Alla domanda se capitasse di trascorrere del tempo in quel locale, Poggi ha risposto: «Non credo, no». Tuttavia, ha aggiunto di non poter escludere che in alcune occasioni vi fossero scesi anche altri ragazzi.
«Può essere che siano venuti tutti perché magari gli dovevo fare vedere una roba, ma non so dire quante volte è capitato, è passato troppo tempo», ha spiegato.
Il carabiniere gli ha quindi chiesto se ricordasse quali amici fossero stati in cantina e, in particolare, se vi fosse stato anche Andrea Sempio.
«Non posso dirlo, non mi ricordo proprio. Come ho detto, è possibile che siamo andati perché c’erano effettivamente cose che poi… da riviste di videogiochi ad altre cose», ha risposto Poggi.
Gli investigatori hanno poi affrontato il tema delle scale che conducono alla cantina, chiedendo se qualcuno fosse mai caduto o avesse avuto difficoltà a percorrerle.
«Non ricordo.

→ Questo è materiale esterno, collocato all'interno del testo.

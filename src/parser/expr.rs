use crate::{
    ast::expressions::{AssignOp, BinaryOp, Expr, ExprKind, IncDecOp, LValue, UnaryOp},
    errors::errors::{Error, ErrorImpl},
    lexer::{
        lexer::unescape,
        tokens::{Token, TokenKind},
    },
    Span,
};

use super::{lookups::BindingPower, parser::Parser, types::parse_base_type};

pub fn parse_expr(parser: &mut Parser, bp: BindingPower) -> Result<Expr, Error> {
    // First parse NUD
    let token_kind = parser.current_token_kind();
    let Some(nud) = parser.get_nud_lookup().get(&token_kind).copied() else {
        return Err(parser.unexpected());
    };

    let mut left = nud(parser)?;

    // While LED and current BP is less than BP of current token, continue parsing lhs
    while parser.current_bp() > bp {
        let token_kind = parser.current_token_kind();
        let Some(led) = parser.get_led_lookup().get(&token_kind).copied() else {
            return Err(parser.unexpected());
        };

        let operator_bp = parser.current_bp();
        left = led(parser, left, operator_bp)?;
    }

    Ok(left)
}

fn binary_operator(kind: TokenKind) -> Option<BinaryOp> {
    let op = match kind {
        TokenKind::Plus => BinaryOp::Add,
        TokenKind::Dash => BinaryOp::Sub,
        TokenKind::Star => BinaryOp::Mul,
        TokenKind::Slash => BinaryOp::Div,
        TokenKind::Percent => BinaryOp::Mod,
        TokenKind::Ampersand => BinaryOp::BitAnd,
        TokenKind::Pipe => BinaryOp::BitOr,
        TokenKind::Caret => BinaryOp::BitXor,
        TokenKind::ShiftLeft => BinaryOp::ShiftLeft,
        TokenKind::ShiftRight => BinaryOp::ShiftRight,
        TokenKind::Equals => BinaryOp::Equal,
        TokenKind::NotEquals => BinaryOp::NotEqual,
        TokenKind::Greater => BinaryOp::Greater,
        TokenKind::GreaterEquals => BinaryOp::GreaterEqual,
        TokenKind::Less => BinaryOp::Less,
        TokenKind::LessEquals => BinaryOp::LessEqual,
        TokenKind::Or => BinaryOp::LogicalOr,
        TokenKind::And => BinaryOp::LogicalAnd,
        _ => return None,
    };
    Some(op)
}

fn assignment_operator(kind: TokenKind) -> Option<AssignOp> {
    match kind {
        TokenKind::Assignment => Some(AssignOp::Assign),
        TokenKind::PlusEquals => Some(AssignOp::Add),
        TokenKind::MinusEquals => Some(AssignOp::Sub),
        TokenKind::StarEquals => Some(AssignOp::Mul),
        TokenKind::SlashEquals => Some(AssignOp::Div),
        _ => None,
    }
}

fn detailed(token: &Token, message: &str) -> Error {
    Error::new(
        ErrorImpl::UnexpectedTokenDetailed {
            token: token.value.clone(),
            message: message.to_string(),
        },
        token.span.start.clone(),
    )
}

/// Reinterprets an already parsed expression as an assignment target.
fn into_lvalue(expr: Expr, operator: &Token) -> Result<LValue, Error> {
    match expr.kind {
        ExprKind::Identifier(name) => Ok(LValue {
            id: expr.id,
            name,
            index: None,
            span: expr.span,
        }),
        ExprKind::Index { name, index } => Ok(LValue {
            id: expr.id,
            name,
            index: Some(index),
            span: expr.span,
        }),
        _ => Err(detailed(
            operator,
            "the operand must be a variable or an array element",
        )),
    }
}

pub fn parse_primary_expr(parser: &mut Parser) -> Result<Expr, Error> {
    let token = parser.current_token().clone();

    let kind = match token.kind {
        TokenKind::Number => match token.value.parse() {
            Ok(value) => ExprKind::IntConst(value),
            Err(_) => {
                return Err(Error::new(
                    ErrorImpl::NumberParseError {
                        token: token.value.clone(),
                    },
                    token.span.start.clone(),
                ))
            }
        },
        TokenKind::Real => match token.value.parse() {
            Ok(value) => ExprKind::RealConst(value),
            Err(_) => {
                return Err(Error::new(
                    ErrorImpl::NumberParseError {
                        token: token.value.clone(),
                    },
                    token.span.start.clone(),
                ))
            }
        },
        TokenKind::CharLiteral => match unescape(&token.value).as_slice() {
            [byte] => ExprKind::CharConst(*byte),
            _ => {
                return Err(detailed(
                    &token,
                    "a character constant must stand for a single byte",
                ))
            }
        },
        TokenKind::String => ExprKind::StrConst(unescape(&token.value)),
        TokenKind::Identifier => ExprKind::Identifier(token.value.clone()),
        _ => return Err(parser.unexpected()),
    };

    parser.advance();
    Ok(Expr::new(parser.advance_id(), kind, token.span))
}

pub fn parse_binary_expr(parser: &mut Parser, left: Expr, bp: BindingPower) -> Result<Expr, Error> {
    let operator_token = parser.advance().clone();
    let Some(op) = binary_operator(operator_token.kind) else {
        return Err(detailed(&operator_token, "expected a binary operator"));
    };

    let right = parse_expr(parser, bp)?;
    let span = Span::between(&left.span, &right.span);

    Ok(Expr::new(
        parser.advance_id(),
        ExprKind::Binary {
            op,
            lhs: Box::new(left),
            rhs: Box::new(right),
        },
        span,
    ))
}

pub fn parse_prefix_expr(parser: &mut Parser) -> Result<Expr, Error> {
    let operator_token = parser.advance().clone();
    let op = match operator_token.kind {
        TokenKind::Dash => UnaryOp::Negate,
        TokenKind::Not => UnaryOp::Not,
        TokenKind::Tilde => UnaryOp::BitNot,
        _ => return Err(detailed(&operator_token, "expected a unary operator")),
    };

    // The magnitude of INT_MIN only fits once negated.
    if op == UnaryOp::Negate && parser.current_token_kind() == TokenKind::Number {
        let number = parser.current_token().clone();
        if number.value.parse::<i32>().is_err() {
            if let Ok(value) = format!("-{}", number.value).parse::<i32>() {
                parser.advance();
                let span = Span::between(&operator_token.span, &number.span);
                return Ok(Expr::new(parser.advance_id(), ExprKind::IntConst(value), span));
            }
        }
    }

    let rhs = parse_expr(parser, BindingPower::Unary)?;
    let span = Span::between(&operator_token.span, &rhs.span);

    Ok(Expr::new(
        parser.advance_id(),
        ExprKind::Unary {
            op,
            operand: Box::new(rhs),
        },
        span,
    ))
}

fn incdec_operator(token: &Token) -> Result<IncDecOp, Error> {
    match token.kind {
        TokenKind::PlusPlus => Ok(IncDecOp::Increment),
        TokenKind::MinusMinus => Ok(IncDecOp::Decrement),
        _ => Err(detailed(token, "expected '++' or '--'")),
    }
}

pub fn parse_prefix_incdec_expr(parser: &mut Parser) -> Result<Expr, Error> {
    let operator_token = parser.advance().clone();
    let op = incdec_operator(&operator_token)?;

    let operand = parse_expr(parser, BindingPower::Unary)?;
    let span = Span::between(&operator_token.span, &operand.span);

    Ok(Expr::new(
        parser.advance_id(),
        ExprKind::IncDec {
            operand: into_lvalue(operand, &operator_token)?,
            op,
            is_prefix: true,
        },
        span,
    ))
}

pub fn parse_postfix_expr(parser: &mut Parser, left: Expr, _bp: BindingPower) -> Result<Expr, Error> {
    let operator_token = parser.advance().clone();
    let op = incdec_operator(&operator_token)?;
    let span = Span::between(&left.span, &operator_token.span);

    Ok(Expr::new(
        parser.advance_id(),
        ExprKind::IncDec {
            operand: into_lvalue(left, &operator_token)?,
            op,
            is_prefix: false,
        },
        span,
    ))
}

pub fn parse_address_expr(parser: &mut Parser) -> Result<Expr, Error> {
    let start = parser.advance().span.clone();
    let error = parser.unexpected_detailed("expected a variable name after '&'");
    let name = parser.expect_error(TokenKind::Identifier, Some(error))?;

    Ok(Expr::new(
        parser.advance_id(),
        ExprKind::Address(name.value),
        Span::between(&start, &name.span),
    ))
}

pub fn parse_assignment_expr(parser: &mut Parser, left: Expr, _bp: BindingPower) -> Result<Expr, Error> {
    let operator_token = parser.advance().clone();
    let Some(op) = assignment_operator(operator_token.kind) else {
        return Err(detailed(&operator_token, "expected an assignment operator"));
    };

    let lhs = into_lvalue(left, &operator_token)?;
    // Parsing one level below assignment makes it right-associative.
    let rhs = parse_expr(parser, BindingPower::Comma)?;
    let span = Span::between(&lhs.span, &rhs.span);

    Ok(Expr::new(
        parser.advance_id(),
        ExprKind::Assignment {
            lhs,
            op,
            rhs: Box::new(rhs),
        },
        span,
    ))
}

pub fn parse_ternary_expr(parser: &mut Parser, left: Expr, _bp: BindingPower) -> Result<Expr, Error> {
    parser.advance();
    let pos = parse_expr(parser, BindingPower::Default)?;
    parser.expect(TokenKind::Colon)?;
    let neg = parse_expr(parser, BindingPower::Assignment)?;
    let span = Span::between(&left.span, &neg.span);

    Ok(Expr::new(
        parser.advance_id(),
        ExprKind::Ternary {
            cond: Box::new(left),
            pos: Box::new(pos),
            neg: Box::new(neg),
        },
        span,
    ))
}

/// `( expr )` or a cast `( type ) expr`.
pub fn parse_grouping_expr(parser: &mut Parser) -> Result<Expr, Error> {
    let open = parser.advance().clone();

    if parser.current_token_kind().is_type_keyword() {
        let target = parse_base_type(parser)?;
        parser.expect(TokenKind::CloseParen)?;
        let operand = parse_expr(parser, BindingPower::Unary)?;
        let span = Span::between(&open.span, &operand.span);

        return Ok(Expr::new(
            parser.advance_id(),
            ExprKind::Cast {
                target,
                operand: Box::new(operand),
            },
            span,
        ));
    }

    let expr = parse_expr(parser, BindingPower::Default)?;
    parser.expect(TokenKind::CloseParen)?;

    Ok(expr)
}

pub fn parse_call_expr(parser: &mut Parser, left: Expr, _bp: BindingPower) -> Result<Expr, Error> {
    let open = parser.advance().clone();
    let ExprKind::Identifier(name) = left.kind else {
        return Err(detailed(&open, "only named functions can be called"));
    };

    let mut args = vec![];
    if parser.current_token_kind() != TokenKind::CloseParen {
        loop {
            args.push(parse_expr(parser, BindingPower::Comma)?);
            if parser.current_token_kind() != TokenKind::Comma {
                break;
            }
            parser.advance();
        }
    }

    let close = parser.expect(TokenKind::CloseParen)?;

    Ok(Expr::new(
        parser.advance_id(),
        ExprKind::Call { name, args },
        Span::between(&left.span, &close.span),
    ))
}

pub fn parse_index_expr(parser: &mut Parser, left: Expr, _bp: BindingPower) -> Result<Expr, Error> {
    let open = parser.advance().clone();
    let ExprKind::Identifier(name) = left.kind else {
        return Err(detailed(&open, "only named arrays can be indexed"));
    };

    let index = parse_expr(parser, BindingPower::Default)?;
    let close = parser.expect(TokenKind::CloseBracket)?;

    Ok(Expr::new(
        parser.advance_id(),
        ExprKind::Index {
            name,
            index: Box::new(index),
        },
        Span::between(&left.span, &close.span),
    ))
}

Le scale sono sicuramente strette, quindi credo che ci sia anche negli atti che tutto il vano delle scale è pieno di mie impronte», ha affermato.
A quel punto la pm ha precisato che risulta una sua impronta sul vano scala. «Me ne ricordavo di più, comunque viene da appoggiarsi», ha concluso Marco Poggi.
Le dichiarazioni si inseriscono nel quadro delle nuove attività investigative disposte dalla Procura di Pavia per approfondire la presenza di tracce biologiche e impronte all’interno della villetta di Garlasco, a quasi diciotto anni dall’omicidio di Chiara Poggi.